What would we talk about if we didn’t have changeable weather? Imagine living near the equator, where the weather is the same every day and the rain always rains at the same time of day. Here each new day is begun with a ready-made topic for discussion! I consult the weather forecast and I ponder over what to wear, which coat to take, whether I need an umbrella and whether my new hair style will be ruined immediately by the gale force wind. Arriving at work, we talk about it all over again.
Do the Dutch worry about such things? Nothing, it seems, not wind, rain or even snow, puts them off cycling. They’re out in all weathers. They also seem to have a knack for knowing if it will rain and what is the sensible rainwear and equipment for the day. How do they know? The weather forecast isn’t always right but it seems the Dutch are. They have a sixth sense and even though they are probably more cautious and careful than us happy-go-lucky Brits, they rarely get caught out without an umbrella when they need one, or with an umbrella when they don’t! On their bikes, they can look hideous, swathed in ugly waterproofs that I, as an Englishwoman, wouldn’t be seen dead in – but they don’t get wet! They’re just practical, I guess.

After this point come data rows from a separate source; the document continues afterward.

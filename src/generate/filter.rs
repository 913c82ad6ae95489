//! MemberFilter: decide which class members reach the interface.
//!
//! Every member is checked in declaration order and the survivors keep that
//! order. A member is rejected, first match wins, when it is
//!
//! 1. compiler-synthesized, `static` or `override`;
//! 2. named in the class marker's exclusion list (by its source name or
//!    by the name it would carry on the interface);
//! 3. already declared by an inherited interface;
//! 4. neither public nor carrying one of the member-level markers.
//!
//! Plain fields never qualify, public or not.

use indexmap::IndexSet;
use rustc_hash::FxHashSet;
use smol_str::SmolStr;

use crate::base::GeneratorConfig;
use crate::base::names::{command_property_name, observable_property_name};
use crate::syntax::{Annotation, AnnotationValue, Member, MemberKind};

/// Why a member was selected.
#[derive(Clone, Copy, Debug, PartialEq, Eq, Hash)]
pub enum Eligibility {
    /// A public method or property.
    Public,
    /// A field carrying the observable-field marker.
    ObservableField,
    /// A method carrying the command marker.
    Command,
}

/// Why a member was rejected.
#[derive(Clone, Copy, Debug, PartialEq, Eq, Hash)]
pub enum Exclusion {
    Implicit,
    Static,
    Override,
    /// Listed in the class marker's exclusion argument.
    Listed,
    /// Declared by an inherited interface already.
    Inherited,
    NotPublic,
    /// A field without the observable-field marker.
    PlainField,
}

impl Exclusion {
    pub fn as_str(&self) -> &'static str {
        match self {
            Exclusion::Implicit => "implicit",
            Exclusion::Static => "static",
            Exclusion::Override => "override",
            Exclusion::Listed => "excluded by marker",
            Exclusion::Inherited => "declared by inherited interface",
            Exclusion::NotPublic => "not public",
            Exclusion::PlainField => "plain field",
        }
    }
}

/// A member that passed the filter.
#[derive(Clone, Debug, PartialEq, Eq)]
pub struct Selected<'a> {
    pub member: &'a Member,
    pub eligibility: Eligibility,
    /// The name the member will carry on the interface.
    pub interface_name: SmolStr,
}

/// Names listed in the class marker's exclusion argument.
///
/// Accepts the configured named argument (`Exclude = new[] { ... }`) and
/// positional string or string-array arguments.
pub fn exclusion_list<'a>(marker: &'a Annotation, config: &GeneratorConfig) -> FxHashSet<&'a str> {
    let named = marker
        .named_arg(&config.exclude_argument)
        .into_iter()
        .flat_map(AnnotationValue::strings);
    let positional = marker
        .positional_args()
        .filter(|value| {
            matches!(
                value,
                AnnotationValue::String(_) | AnnotationValue::StringArray(_)
            )
        })
        .flat_map(AnnotationValue::strings);
    named.chain(positional).collect()
}

/// Per-class member filter.
#[derive(Debug)]
pub struct MemberFilter<'a> {
    config: &'a GeneratorConfig,
    excluded: FxHashSet<&'a str>,
    inherited: &'a IndexSet<SmolStr>,
}

impl<'a> MemberFilter<'a> {
    pub fn new(
        config: &'a GeneratorConfig,
        marker: Option<&'a Annotation>,
        inherited: &'a IndexSet<SmolStr>,
    ) -> Self {
        let excluded = marker
            .map(|marker| exclusion_list(marker, config))
            .unwrap_or_default();
        Self {
            config,
            excluded,
            inherited,
        }
    }

    /// Check one member.
    pub fn check(&self, member: &'a Member) -> Result<Selected<'a>, Exclusion> {
        if member.implicit {
            return Err(Exclusion::Implicit);
        }
        if member.modifiers.is_static() {
            return Err(Exclusion::Static);
        }
        if member.modifiers.is_override() {
            return Err(Exclusion::Override);
        }

        let candidate = self.candidate(member);
        let interface_name = match candidate {
            Some(Eligibility::ObservableField) => SmolStr::new(observable_property_name(&member.name)),
            Some(Eligibility::Command) => SmolStr::new(command_property_name(&member.name)),
            Some(Eligibility::Public) | None => member.name.clone(),
        };

        if self.excluded.contains(member.name.as_str())
            || self.excluded.contains(interface_name.as_str())
        {
            return Err(Exclusion::Listed);
        }
        if self.inherited.contains(interface_name.as_str()) {
            return Err(Exclusion::Inherited);
        }

        match candidate {
            Some(eligibility) => Ok(Selected {
                member,
                eligibility,
                interface_name,
            }),
            None if matches!(member.kind, MemberKind::Field(_)) => Err(Exclusion::PlainField),
            None => Err(Exclusion::NotPublic),
        }
    }

    /// Filter all members, keeping declaration order.
    pub fn select(&self, members: &'a [Member]) -> Vec<Selected<'a>> {
        members
            .iter()
            .filter_map(|member| match self.check(member) {
                Ok(selected) => Some(selected),
                Err(reason) => {
                    tracing::trace!("[FILTER] skipping '{}': {}", member.name, reason.as_str());
                    None
                }
            })
            .collect()
    }

    fn candidate(&self, member: &Member) -> Option<Eligibility> {
        match &member.kind {
            MemberKind::Field(_) if member.has_annotation(&self.config.observable_marker) => {
                Some(Eligibility::ObservableField)
            }
            MemberKind::Field(_) => None,
            MemberKind::Method(_) if member.has_annotation(&self.config.command_marker) => {
                Some(Eligibility::Command)
            }
            MemberKind::Method(_) | MemberKind::Property(_) if member.modifiers.is_public() => {
                Some(Eligibility::Public)
            }
            _ => None,
        }
    }
}
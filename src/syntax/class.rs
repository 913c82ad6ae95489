//! Class declarations and their base-type references.

use smol_str::SmolStr;
use std::sync::Arc;

use super::annotation::{Annotation, AnnotationsExt};
use super::member::Member;
use super::modifiers::{Modifier, Modifiers};
use super::types::{TypeConstraint, TypeRef};
use crate::base::names::interface_name;
use crate::base::{SourceLocation, SymbolId};

/// An entry of a class's base list, as written, plus its resolved identity.
///
/// Whether the entry is a base class or an interface is decided by the
/// symbol's kind, never by the written text.
#[derive(Clone, Debug, PartialEq, Eq, Hash)]
#[cfg_attr(feature = "interchange", derive(serde::Serialize, serde::Deserialize))]
pub struct BaseTypeRef {
    pub ty: TypeRef,
    /// Set by the host once the reference is bound; `None` if unresolved.
    #[cfg_attr(feature = "interchange", serde(default))]
    pub symbol: Option<SymbolId>,
}

impl BaseTypeRef {
    pub fn new(ty: impl Into<TypeRef>) -> Self {
        Self {
            ty: ty.into(),
            symbol: None,
        }
    }

    pub fn resolved(ty: impl Into<TypeRef>, symbol: SymbolId) -> Self {
        Self {
            ty: ty.into(),
            symbol: Some(symbol),
        }
    }
}

/// A class declaration supplied by the host front end.
#[derive(Clone, Debug, PartialEq, Eq, Hash)]
#[cfg_attr(feature = "interchange", derive(serde::Serialize, serde::Deserialize))]
pub struct ClassDecl {
    pub name: SmolStr,
    /// Dotted namespace path; empty for the global namespace.
    #[cfg_attr(feature = "interchange", serde(default))]
    pub namespace: Arc<str>,
    #[cfg_attr(feature = "interchange", serde(default))]
    pub modifiers: Modifiers,
    #[cfg_attr(feature = "interchange", serde(default))]
    pub type_params: Vec<SmolStr>,
    #[cfg_attr(feature = "interchange", serde(default))]
    pub constraints: Vec<TypeConstraint>,
    #[cfg_attr(feature = "interchange", serde(default))]
    pub members: Vec<Member>,
    #[cfg_attr(feature = "interchange", serde(default))]
    pub bases: Vec<BaseTypeRef>,
    #[cfg_attr(feature = "interchange", serde(default))]
    pub annotations: Vec<Annotation>,
    /// The class's own symbol, if the host resolved it.
    #[cfg_attr(feature = "interchange", serde(default))]
    pub symbol: Option<SymbolId>,
    #[cfg_attr(feature = "interchange", serde(default))]
    pub location: Option<SourceLocation>,
}

impl ClassDecl {
    pub fn new(name: impl Into<SmolStr>) -> Self {
        Self {
            name: name.into(),
            namespace: Arc::from(""),
            modifiers: Modifiers::from([Modifier::Public]),
            type_params: Vec::new(),
            constraints: Vec::new(),
            members: Vec::new(),
            bases: Vec::new(),
            annotations: Vec::new(),
            symbol: None,
            location: None,
        }
    }

    pub fn in_namespace(mut self, namespace: impl Into<Arc<str>>) -> Self {
        self.namespace = namespace.into();
        self
    }

    pub fn with_modifiers(mut self, modifiers: impl Into<Modifiers>) -> Self {
        self.modifiers = modifiers.into();
        self
    }

    pub fn with_type_param(mut self, name: impl Into<SmolStr>) -> Self {
        self.type_params.push(name.into());
        self
    }

    pub fn with_constraint(mut self, constraint: TypeConstraint) -> Self {
        self.constraints.push(constraint);
        self
    }

    pub fn with_member(mut self, member: Member) -> Self {
        self.members.push(member);
        self
    }

    pub fn with_members(mut self, members: impl IntoIterator<Item = Member>) -> Self {
        self.members.extend(members);
        self
    }

    pub fn with_base(mut self, base: BaseTypeRef) -> Self {
        self.bases.push(base);
        self
    }

    pub fn with_annotation(mut self, annotation: Annotation) -> Self {
        self.annotations.push(annotation);
        self
    }

    pub fn with_symbol(mut self, symbol: SymbolId) -> Self {
        self.symbol = Some(symbol);
        self
    }

    pub fn with_location(mut self, location: SourceLocation) -> Self {
        self.location = Some(location);
        self
    }

    /// The annotation matching `marker`, if any.
    pub fn marker(&self, marker: &str) -> Option<&Annotation> {
        self.annotations.find_marker(marker)
    }

    /// `Namespace.Class`, or just `Class` in the global namespace.
    pub fn qualified_name(&self) -> String {
        qualify(&self.namespace, &self.name)
    }

    /// Identifier of the synthesized interface: `I` + class identifier.
    pub fn interface_name(&self) -> String {
        interface_name(&self.name)
    }

    /// Qualified name of the synthesized interface.
    pub fn interface_qualified_name(&self) -> String {
        qualify(&self.namespace, &self.interface_name())
    }
}

/// Join a namespace path and a simple name.
pub fn qualify(namespace: &str, name: &str) -> String {
    if namespace.is_empty() {
        name.to_string()
    } else {
        format!("{}.{}", namespace, name)
    }
}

My mind drifts on. I find myself wondering why it is that in winter here the whole world seems to turn grey. Why, oh why, when the skies are grey, the weather’s damp and cheerless and the summer is so far away, does the entire population decide to wear dark colours? I look around me in the trams and in the streets and feel depressed. Grey and black … black and grey … why not purple or red? How does that poem go? “When I am old I will wear purple and a red hat”!* That’s what we need, old or not – a bit of healthy dissension from this never-ending conformity to greyness…
I will protest! As a child of the 60’s and 70’s, I am well used to the concept of protest. Back then, if we didn’t like things as they were, we protested! We left our jobs in protest and searched for ones we liked better, we left home, we gave up church-going, we voted ‘with our feet’ about our parents’ stuffy ideas (as we perceived them) and about a multitude of other things that cramped our style, bored us, annoyed us or outraged us. Protest marches, protest rallies, protest songs! If we didn’t participate in the action, then at least we agreed with the mentality. The right to protest – Yes!
Sometimes I wonder… do we live now in a grey world? Blue Mink’s song**, which seemed so innovative at the end of the 60’s, about a coffee-coloured people living in a coffee-coloured world – a kind of melting pot of black and white, rich and poor, good and bad – has taken on a new, rather sinister, ‘politically correct’ feeling these days. ‘Coffee-coloured’ is something that brings us all together, but only by making us all the same. Many nations are again becoming increasingly nationalistic. As our world becomes increasingly global we react in fear and introduce our foreign residents to programmes of integration and assimilation, courses on citizenship and so on, to protect our own cultures and traditions. This concept goes one step further than Blue Mink. Nowadays we are not content with pouring all the multi-coloured ingredients of race, culture and language into one big neutral coffee pot, but in some circles we are fine-tuning a process for turning everything that exists in a nation into just one colour – the colour of that nation. Are we aiming, then, not for unity in diversity, but for unity through uniformity?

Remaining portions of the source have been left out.